A falta de cuidados no nosso manejo do lixo reciclável piora a situação. Barbosa explica que ainda existe muito desconhecimento sobre coisas simples, como limpar os descartáveis.
“Antes da pandemia, já corríamos o risco de doenças ao gerenciar materiais que poderiam estar contaminados, mas, agora, o perigo é dobrado”, alerta. “[Perigo de,] além de tudo, ter que lidar com uma doença que a gente não conhece. Ou a gente trabalha e se expõe a esse risco, ou a gente vê a fome bater a nossa porta.”
Volte duas casas
No momento em que politicas públicas de manejo de resíduos plásticos avançam em todo o mundo – com leis que restringem o uso de descartáveis como sacolas e canudinhos, por exemplo – a pandemia chegou para que voltássemos algumas casinhas neste jogo. No mundo e no Brasil.
De acordo com o WWF, o país é o quarto maior gerador de lixo plástico no mundo, pelo menos antes da pandemia. Mas dados sobre o destino dos resíduos ainda são raros e esse vácuo de informações vai demorar para ser atualizado com a nova realidade de uso de descartáveis.
A dificuldade em gerir o lixo e ampliar a reciclagem mostra como estamos atrasados na resolução de problemas que já deveriam ter sido encarados, antes de uma emergência como a da pandemia.

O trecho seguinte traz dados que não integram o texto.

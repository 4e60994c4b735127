//! Route table errors.

use thiserror::Error;

use crate::method::Method;

/// Errors raised while declaring or compiling routes.
#[derive(Debug, Clone, PartialEq, Eq, Error)]
pub enum RouteError {
    /// Two routes share a method and an effective path.
    #[error("duplicate route: {method} {path}")]
    Duplicate {
        /// The method.
        method: Method,
        /// The path as declared by the second route.
        path: String,
    },

    /// Two routes name the same path parameter position differently.
    #[error("route {path} names parameter ':{new}' where ':{existing}' is already registered")]
    ParamConflict {
        /// The path being inserted.
        path: String,
        /// The name already in the tree.
        existing: String,
        /// The conflicting name.
        new: String,
    },

    /// A catch-all segment is followed by more segments.
    #[error("catch-all segment must be last in route {0}")]
    WildcardNotLast(String),

    /// A parameter segment has no name.
    #[error("unnamed parameter in route {0}")]
    UnnamedParam(String),

    /// A method name outside the supported set.
    #[error("unsupported method '{0}'")]
    UnknownMethod(String),
}
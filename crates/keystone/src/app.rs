//! The live route table.

use std::sync::Arc;

use bytes::Bytes;
use http::header::{HeaderValue, ALLOW};
use http::StatusCode;
use http_body_util::Full;
use keystone_core::{Channel, ErrorEnvelope, PipelineError, RequestHead, Response, DEFAULT_INTERNAL_MESSAGE};
use keystone_router::{Lookup, RouteError, Router};
use tracing::Instrument;

use crate::collection::RouteCollection;
use crate::dispatch::{dispatch, failure_response, not_found};
use crate::input::{body_value, cookies_value, params_value, query_value, RawInput};
use crate::route::RouteEntry;

struct Inner {
    router: Router<Arc<RouteEntry>>,
    internal_message: String,
}

/// A compiled [`RouteCollection`] that answers HTTP requests.
///
/// Compilation happens once in [`App::new`]; clones share the table.
///
/// # Example
///
/// ```
/// use keystone::prelude::*;
/// use bytes::Bytes;
///
/// # tokio_test::block_on(async {
/// let routes = RouteCollection::new()
///     .route(Route::get("/ping").handle(|_ctx: RequestContext| async {
///         Ok::<_, DomainError>("pong")
///     }))
///     .unwrap();
/// let app = App::new(&routes).unwrap();
///
/// let request = http::Request::get("/ping").body(Bytes::new()).unwrap();
/// let response = app.handle(request).await;
/// assert_eq!(response.status(), 200);
/// # });
/// ```
#[derive(Clone)]
pub struct App {
    inner: Arc<Inner>,
}

impl App {
    /// Compiles `routes` into a router.
    ///
    /// Fails if two routes name the same parameter position differently.
    pub fn new(routes: &RouteCollection) -> Result<Self, RouteError> {
        let mut router = Router::new();
        for entry in routes.iter() {
            router.insert(entry.method(), entry.path(), entry.clone())?;
            tracing::debug!(method = %entry.method(), path = entry.path(), "route registered");
        }

        Ok(Self {
            inner: Arc::new(Inner {
                router,
                internal_message: DEFAULT_INTERNAL_MESSAGE.to_string(),
            }),
        })
    }

    /// Replaces the message sent to callers for internal failures.
    #[must_use]
    pub fn with_internal_error_message(self, message: impl Into<String>) -> Self {
        Self {
            inner: Arc::new(Inner {
                router: self.inner.router.clone(),
                internal_message: message.into(),
            }),
        }
    }

    /// Returns the number of compiled routes.
    #[must_use]
    pub fn route_count(&self) -> usize {
        self.inner.router.len()
    }

    /// Handles one request.
    ///
    /// Responses to `HEAD` requests keep their status and headers but carry
    /// no body.
    pub async fn handle(&self, request: http::Request<Bytes>) -> Response {
        let (parts, body) = request.into_parts();
        let span = tracing::info_span!("request", method = %parts.method, path = %parts.uri.path());
        let is_head = parts.method == http::Method::HEAD;

        let response = async move {
            let (entry, params) = match self.inner.router.lookup(&parts.method, parts.uri.path()) {
                Lookup::Found { value, params } => (value.clone(), params),
                Lookup::MethodNotAllowed { allowed } => {
                    tracing::debug!("method not allowed");
                    return method_not_allowed(&allowed);
                }
                Lookup::NotFound => {
                    tracing::debug!("no route matched");
                    return not_found();
                }
            };

            let params = match params_value(params) {
                Ok(params) => params,
                Err(issues) => {
                    let err = PipelineError::Validation {
                        channel: Channel::Params,
                        issues,
                    };
                    return failure_response(&entry, &err, &self.inner.internal_message);
                }
            };

            let input = RawInput {
                params,
                body: body_value(&body),
                query: query_value(parts.uri.query()),
                cookies: cookies_value(&parts.headers),
            };
            let head = RequestHead::new(parts.method, parts.uri, parts.headers);

            dispatch(&entry, head, input, &self.inner.internal_message).await
        }
        .instrument(span)
        .await;

        if is_head {
            let (parts, _) = response.into_parts();
            return Response::from_parts(parts, Full::default());
        }
        response
    }
}

impl std::fmt::Debug for App {
    fn fmt(&self, f: &mut std::fmt::Formatter<'_>) -> std::fmt::Result {
        f.debug_struct("App")
            .field("routes", &self.route_count())
            .finish_non_exhaustive()
    }
}

fn method_not_allowed(allowed: &[http::Method]) -> Response {
    let allow = allowed
        .iter()
        .map(http::Method::as_str)
        .collect::<Vec<_>>()
        .join(", ");

    let mut response = ErrorEnvelope::from_status(StatusCode::METHOD_NOT_ALLOWED)
        .with_message("Method not allowed")
        .into_response();
    if let Ok(value) = HeaderValue::from_str(&allow) {
        response.headers_mut().insert(ALLOW, value);
    }
    response
}
/// A failure at any stage of the request pipeline.
#[derive(Debug, Error)]
pub enum PipelineError {
    /// A declared schema rejected a channel.
    #[error("invalid {channel}: {} issue(s)", .issues.len())]
    Validation {
        /// The rejected channel.
        channel: Channel,
        /// The validator's issue list.
        issues: Issues,
    },

    /// A domain error raised by middleware or the handler.
    #[error(transparent)]
    Domain(#[from] DomainError),

    /// A middleware step tried to add a key that already exists.
    #[error("middleware '{step}' {source}")]
    Collision {
        /// Name of the offending middleware step.
        step: String,
        /// The rejected key.
        #[source]
        source: ContextCollision,
    },

    /// Any other failure.
    #[error("unexpected error: {0:#}")]
    Unexpected(anyhow::Error),
}

impl PipelineError {
    /// Classifies an error raised by middleware or a handler.
    ///
    /// [`DomainError`]s keep their identity; everything else is unexpected.
    #[must_use]
    pub fn from_raised(err: anyhow::Error) -> Self {
        match err.downcast::<DomainError>() {
            Ok(domain) => Self::Domain(domain),
            Err(other) => Self::Unexpected(other),
        }
    }

    /// Converts a panic payload caught at a stage boundary.
    #[must_use]
    pub fn from_panic(payload: Box<dyn Any + Send>) -> Self {
        let detail = if let Some(s) = payload.downcast_ref::<&str>() {
            (*s).to_string()
        } else if let Some(s) = payload.downcast_ref::<String>() {
            s.clone()
        } else {
            "non-string panic payload".to_string()
        };
        Self::Unexpected(anyhow::anyhow!("panicked: {detail}"))
    }

    /// Returns `true` if this failure must be logged and hidden from callers.
    #[must_use]
    pub const fn is_internal(&self) -> bool {
        matches!(self, Self::Collision { .. } | Self::Unexpected(_))
    }

    /// Short name of the error kind, for log fields.
    #[must_use]
    pub const fn kind(&self) -> &'static str {
        match self {
            Self::Validation { .. } => "validation",
            Self::Domain(_) => "domain",
            Self::Collision { .. } => "context_collision",
            Self::Unexpected(_) => "unexpected",
        }
    }

    /// Builds the caller-facing envelope.
    ///
    /// Internal failures only ever expose `internal_message`.
    #[must_use]
    pub fn to_envelope(&self, internal_message: &str) -> ErrorEnvelope {
        match self {
            Self::Validation { channel, issues } => validation_envelope(*channel, issues),
            Self::Domain(err) => err.to_envelope(),
            Self::Collision { .. } | Self::Unexpected(_) => ErrorEnvelope::internal(internal_message),
        }
    }
}

fn validation_envelope(channel: Channel, issues: &Issues) -> ErrorEnvelope {
    let cause = serde_json::to_value(issues).unwrap_or(Value::Null);

    match channel {
        Channel::Params => {
            let message = match issues.first().map(|issue| issue.path.as_str()) {
                Some(param) if !param.is_empty() => format!("Invalid path parameter '{param}'"),
                _ => "Invalid path parameters".to_string(),
            };
            ErrorEnvelope::from_status(StatusCode::NOT_FOUND)
                .with_message(message)
                .with_cause(cause)
        }
        other => ErrorEnvelope::from_status(StatusCode::BAD_REQUEST)
            .with_message(format!("Invalid {other}"))
            .with_cause(cause),
    }
}
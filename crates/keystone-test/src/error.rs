//! Test error types.

use thiserror::Error;

/// Errors that can occur during testing.
#[derive(Debug, Error)]
pub enum TestError {
    /// Request building failed
    #[error("Request build error: {0}")]
    RequestBuild(String),

    /// Response body reading failed
    #[error("Body read error: {0}")]
    BodyRead(String),

    /// JSON serialization/deserialization failed
    #[error("JSON error: {0}")]
    Json(#[from] serde_json::Error),

    /// Header name or value is invalid
    #[error("Invalid header: {0}")]
    InvalidHeader(String),
}
//! Route methods.

use std::fmt;
use std::str::FromStr;

use crate::error::RouteError;

/// The method a route is registered for.
///
/// [`Method::All`] binds every request method that has no specific
/// registration on the same path.
#[derive(Debug, Clone, Copy, PartialEq, Eq, Hash, PartialOrd, Ord)]
pub enum Method {
    /// Any method without a specific binding.
    All,
    /// `GET`
    Get,
    /// `POST`
    Post,
    /// `PUT`
    Put,
    /// `DELETE`
    Delete,
    /// `PATCH`
    Patch,
    /// `OPTIONS`
    Options,
    /// `HEAD`
    Head,
}

impl Method {
    /// Every method, `All` first.
    pub const VARIANTS: [Method; 8] = [
        Self::All,
        Self::Get,
        Self::Post,
        Self::Put,
        Self::Delete,
        Self::Patch,
        Self::Options,
        Self::Head,
    ];

    /// Returns the upper-case name.
    #[must_use]
    pub const fn as_str(self) -> &'static str {
        match self {
            Self::All => "ALL",
            Self::Get => "GET",
            Self::Post => "POST",
            Self::Put => "PUT",
            Self::Delete => "DELETE",
            Self::Patch => "PATCH",
            Self::Options => "OPTIONS",
            Self::Head => "HEAD",
        }
    }

    /// Maps a request method. Methods outside the supported set map to `None`.
    #[must_use]
    pub fn from_http(method: &http::Method) -> Option<Self> {
        match *method {
            http::Method::GET => Some(Self::Get),
            http::Method::POST => Some(Self::Post),
            http::Method::PUT => Some(Self::Put),
            http::Method::DELETE => Some(Self::Delete),
            http::Method::PATCH => Some(Self::Patch),
            http::Method::OPTIONS => Some(Self::Options),
            http::Method::HEAD => Some(Self::Head),
            _ => None,
        }
    }

    /// Returns the concrete request method, or `None` for `All`.
    #[must_use]
    pub fn to_http(self) -> Option<http::Method> {
        match self {
            Self::All => None,
            Self::Get => Some(http::Method::GET),
            Self::Post => Some(http::Method::POST),
            Self::Put => Some(http::Method::PUT),
            Self::Delete => Some(http::Method::DELETE),
            Self::Patch => Some(http::Method::PATCH),
            Self::Options => Some(http::Method::OPTIONS),
            Self::Head => Some(http::Method::HEAD),
        }
    }
}

impl fmt::Display for Method {
    fn fmt(&self, f: &mut fmt::Formatter<'_>) -> fmt::Result {
        f.write_str(self.as_str())
    }
}

impl FromStr for Method {
    type Err = RouteError;

    fn from_str(s: &str) -> Result<Self, Self::Err> {
        Self::VARIANTS
            .into_iter()
            .find(|m| m.as_str().eq_ignore_ascii_case(s))
            .ok_or_else(|| RouteError::UnknownMethod(s.to_string()))
    }
}

#[cfg(test)]
mod tests {
    use super::*;

    #[test]
    fn test_parse_case_insensitive() {
        assert_eq!("get".parse::<Method>().unwrap(), Method::Get);
        assert_eq!("All".parse::<Method>().unwrap(), Method::All);
        assert!(matches!(
            "TRACE".parse::<Method>(),
            Err(RouteError::UnknownMethod(m)) if m == "TRACE"
        ));
    }

    #[test]
    fn test_http_mapping() {
        assert_eq!(Method::from_http(&http::Method::PATCH), Some(Method::Patch));
        assert_eq!(Method::from_http(&http::Method::TRACE), None);
        assert_eq!(Method::All.to_http(), None);
        assert_eq!(Method::Head.to_http(), Some(http::Method::HEAD));
    }
}
//! In-memory client for a compiled [`App`].

use crate::error::TestError;
use crate::request::{TestRequest, TestRequestBuilder};
use crate::response::TestResponse;
use http::{HeaderName, HeaderValue, Method};
use keystone::App;
use serde::Serialize;

/// Sends requests straight into an [`App`] without binding a socket.
///
/// # Example
///
/// ```
/// use keystone::prelude::*;
/// use keystone_test::TestClient;
///
/// # tokio_test::block_on(async {
/// let routes = RouteCollection::new()
///     .route(Route::get("/ping").handle(|_ctx: RequestContext| async {
///         Ok::<_, DomainError>("pong")
///     }))
///     .unwrap();
/// let client = TestClient::new(App::new(&routes).unwrap());
///
/// let response = client.get("/ping").send().await;
/// response.assert_status(200);
/// assert_eq!(response.json_value().unwrap(), "pong");
/// # });
/// ```
#[must_use]
#[derive(Debug, Clone)]
pub struct TestClient {
    app: App,
    default_headers: Vec<(String, String)>,
}

impl TestClient {
    /// Creates a client for `app`.
    pub fn new(app: App) -> Self {
        Self {
            app,
            default_headers: Vec::new(),
        }
    }

    /// Adds a header sent with every request.
    pub fn with_default_header(
        mut self,
        name: impl Into<String>,
        value: impl Into<String>,
    ) -> Self {
        self.default_headers.push((name.into(), value.into()));
        self
    }

    /// Returns the application under test.
    pub fn app(&self) -> &App {
        &self.app
    }

    /// Creates a GET request builder.
    pub fn get(&self, uri: impl AsRef<str>) -> TestClientRequest<'_> {
        self.request(Method::GET, uri)
    }

    /// Creates a POST request builder.
    pub fn post(&self, uri: impl AsRef<str>) -> TestClientRequest<'_> {
        self.request(Method::POST, uri)
    }

    /// Creates a PUT request builder.
    pub fn put(&self, uri: impl AsRef<str>) -> TestClientRequest<'_> {
        self.request(Method::PUT, uri)
    }

    /// Creates a PATCH request builder.
    pub fn patch(&self, uri: impl AsRef<str>) -> TestClientRequest<'_> {
        self.request(Method::PATCH, uri)
    }

    /// Creates a DELETE request builder.
    pub fn delete(&self, uri: impl AsRef<str>) -> TestClientRequest<'_> {
        self.request(Method::DELETE, uri)
    }

    /// Creates an OPTIONS request builder.
    pub fn options(&self, uri: impl AsRef<str>) -> TestClientRequest<'_> {
        self.request(Method::OPTIONS, uri)
    }

    /// Creates a HEAD request builder.
    pub fn head(&self, uri: impl AsRef<str>) -> TestClientRequest<'_> {
        self.request(Method::HEAD, uri)
    }

    /// Creates a request builder for any method.
    pub fn request(&self, method: Method, uri: impl AsRef<str>) -> TestClientRequest<'_> {
        TestClientRequest {
            client: self,
            builder: TestRequestBuilder::new(method, uri),
        }
    }

    /// Dispatches a built request.
    pub async fn execute(&self, mut request: TestRequest) -> Result<TestResponse, TestError> {
        for (name, value) in &self.default_headers {
            let name = HeaderName::try_from(name.as_str())
                .map_err(|e| TestError::InvalidHeader(e.to_string()))?;
            if request.headers.contains_key(&name) {
                continue;
            }
            let value = HeaderValue::try_from(value.as_str())
                .map_err(|e| TestError::InvalidHeader(e.to_string()))?;
            request.headers.insert(name, value);
        }

        let response = self.app.handle(request.into_http_request()).await;
        TestResponse::from_http(response).await
    }
}

/// A request being built against a [`TestClient`].
#[must_use]
#[derive(Debug)]
pub struct TestClientRequest<'a> {
    client: &'a TestClient,
    builder: TestRequestBuilder,
}

impl TestClientRequest<'_> {
    /// Sets a header.
    pub fn header(mut self, name: impl AsRef<str>, value: impl AsRef<str>) -> Self {
        self.builder = self.builder.header(name, value);
        self
    }

    /// Adds a cookie.
    pub fn cookie(mut self, name: impl AsRef<str>, value: impl AsRef<str>) -> Self {
        self.builder = self.builder.cookie(name, value);
        self
    }

    /// Sets the Authorization header with a Bearer token.
    pub fn bearer_token(mut self, token: impl AsRef<str>) -> Self {
        self.builder = self.builder.bearer_token(token);
        self
    }

    /// Sets the raw body.
    pub fn body(mut self, body: impl Into<bytes::Bytes>) -> Self {
        self.builder = self.builder.body(body);
        self
    }

    /// Sets a JSON body.
    pub fn json<T: Serialize>(mut self, value: &T) -> Self {
        self.builder = self.builder.json(value);
        self
    }

    /// Appends a serialized query string.
    pub fn query<T: Serialize>(mut self, value: &T) -> Self {
        self.builder = self.builder.query(value);
        self
    }

    /// Sends the request, panicking if it could not be built.
    pub async fn send(self) -> TestResponse {
        match self.try_send().await {
            Ok(response) => response,
            Err(e) => panic!("test request failed: {e}"),
        }
    }

    /// Sends the request.
    pub async fn try_send(self) -> Result<TestResponse, TestError> {
        let request = self.builder.build()?;
        self.client.execute(request).await
    }
}

#[cfg(test)]
mod tests {
    use super::*;
    use keystone::prelude::*;
    use serde_json::{json, Value};

    fn echo_app() -> App {
        let routes = RouteCollection::new()
            .route(Route::all("/echo/*rest").handle(|ctx: RequestContext| async move {
                let head = ctx.request();
                Ok::<_, DomainError>(json!({
                    "method": head.method().as_str(),
                    "path": head.path(),
                    "custom": head.header("x-custom"),
                    "query": ctx.query::<Value>().cloned(),
                    "cookies": ctx.cookies::<Value>().cloned(),
                    "body": ctx.body::<Value>().cloned(),
                }))
            }))
            .unwrap();
        App::new(&routes).unwrap()
    }

    #[tokio::test]
    async fn test_all_methods_reach_the_app() {
        let client = TestClient::new(echo_app());

        for method in [Method::GET, Method::POST, Method::PUT, Method::PATCH, Method::DELETE, Method::OPTIONS] {
            let response = client.request(method.clone(), "/echo/x").send().await;
            response.assert_json_field("method", &json!(method.as_str()));
        }
    }

    #[tokio::test]
    async fn test_default_header_does_not_override() {
        let client = TestClient::new(echo_app()).with_default_header("x-custom", "default");

        let response = client.get("/echo/a").send().await;
        response.assert_json_field("custom", &json!("default"));

        let response = client.get("/echo/a").header("x-custom", "mine").send().await;
        response.assert_json_field("custom", &json!("mine"));
    }

    #[tokio::test]
    async fn test_body_query_and_cookies() {
        let client = TestClient::new(echo_app());

        let response = client
            .post("/echo/items")
            .query(&[("page", "2")])
            .cookie("session", "abc")
            .json(&json!({"name": "Alice"}))
            .send()
            .await;

        response
            .assert_status(200)
            .assert_json_field("path", &json!("/echo/items"))
            .assert_json_field("query.page", &json!("2"))
            .assert_json_field("cookies.session", &json!("abc"))
            .assert_json_field("body.name", &json!("Alice"));
    }

    #[tokio::test]
    async fn test_try_send_reports_build_errors() {
        let client = TestClient::new(echo_app());
        let err = client.get("/echo/a").header("bad header", "x").try_send().await.unwrap_err();
        assert!(matches!(err, TestError::InvalidHeader(_)));
    }
}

A incorporação formal dos trabalhadores de recicláveis, por exemplo, já foi prevista na lei da Política Nacional de Resíduos Sólidos, aprovada ainda em 2010, mas, até hoje, como a maioria dos termos da política, não saiu do papel.
Recentemente, o movimento Break Free From Plastic divulgou declaração de quase 120 pesquisadores, acadêmicos e médicos de 18 países, afirmando que materiais e objetos reutilizáveis, contando que há higienização básica, .
O manifesto deixa clara a importância do material plástico nos serviços de saúde e na proteção de trabalhadores essenciais. Porém, o movimento alega que há uma grande diferença entre o uso sanitário, como em equipamentos de proteção individual, e as embalagens comuns. Segundo os pesquisadores, a indústria do petróleo e do plástico tem, intencionalmente, levado consumidores a pensar que seus produtos só estarão livres do vírus se estiverem embalados por plástico descartável. Não é verdade: estudos apontam que, sim, é seguro reutilizar.
O que podemos fazer neste momento? Separar o material, um hábito que não se pode perder. Limpar vasilhas, garrafas e outros recicláveis antes de mandar para a coleta. Não descartar luvas e máscaras em dias de coleta seletiva e, se possível, separá-las em sacolas próprias ou no lixo do banheiro. Por último, é importante valorizar e contribuir com iniciativas que ajudem os trabalhadores de materiais recicláveis.